>>>

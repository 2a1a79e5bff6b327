//! Table and JSON output formatting for CLI commands.

use serde::Serialize;
use tabled::{Table, Tabled};

/// Output format selection
#[derive(Debug, Clone, Copy, Default, PartialEq, Eq, clap::ValueEnum)]
pub enum OutputFormat {
    /// Human-readable table
    #[default]
    Table,
    /// JSON output
    Json,
}

/// Print rows in the selected format
pub fn print_rows<T: Serialize + Tabled>(rows: &[T], format: OutputFormat) {
    match format {
        OutputFormat::Table => {
            if rows.is_empty() {
                println!("No results found.");
            } else {
                println!("{}", Table::new(rows));
            }
        }
        OutputFormat::Json => {
            let json = serde_json::to_string_pretty(rows).unwrap_or_else(|_| "[]".to_string());
            println!("{}", json);
        }
    }
}

/// Print a single item as JSON
pub fn print_json<T: Serialize>(item: &T) {
    let json = serde_json::to_string_pretty(item).unwrap_or_else(|_| "{}".to_string());
    println!("{}", json);
}

/// Print a success message
pub fn print_success(msg: &str) {
    println!("✓ {}", msg);
}

/// Print a warning message
pub fn print_warning(msg: &str) {
    println!("⚠ {}", msg);
}

/// Print an error message
pub fn print_error(msg: &str) {
    eprintln!("✗ {}", msg);
}

/// Print a key-value pair
pub fn print_kv(key: &str, value: &str) {
    println!("  {:<24} {}", format!("{}:", key), value);
}
//! Core type definitions used across the MediaHub workspace.

pub mod id;

pub use id::*;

<<<

Work request - Render the whole set of entries again, exactly as given.

Solution for this exercise -
repository 2a1a79e5bff6b327
//! Table and JSON output formatting for CLI commands.

use serde::Serialize;
use tabled::{Table, Tabled};

/// Output format selection
#[derive(Debug, Clone, Copy, Default, PartialEq, Eq, clap::ValueEnum)]
pub enum OutputFormat {
    /// Human-readable table
    #[default]
    Table,
    /// JSON output
    Json,
}

/// Print rows in the selected format
pub fn print_rows<T: Serialize + Tabled>(rows: &[T], format: OutputFormat) {
    match format {
        OutputFormat::Table => {
            if rows.is_empty() {
                println!("No results found.");
            } else {
                println!("{}", Table::new(rows));
            }
        }
        OutputFormat::Json => {
            let json = serde_json::to_string_pretty(rows).unwrap_or_else(|_| "[]".to_string());
            println!("{}", json);
        }
    }
}

/// Print a single item as JSON
pub fn print_json<T: Serialize>(item: &T) {
    let json = serde_json::to_string_pretty(item).unwrap_or_else(|_| "{}".to_string());
    println!("{}", json);
}

/// Print a success message
pub fn print_success(msg: &str) {
    println!("✓ {}", msg);
}

/// Print a warning message
pub fn print_warning(msg: &str) {
    println!("⚠ {}", msg);
}

/// Print an error message
pub fn print_error(msg: &str) {
    eprintln!("✗ {}", msg);
}

/// Print a key-value pair
pub fn print_kv(key: &str, value: &str) {
    println!("  {:<24} {}", format!("{}:", key), value);
}
//! Core type definitions used across the MediaHub workspace.

pub mod id;

pub use id::*;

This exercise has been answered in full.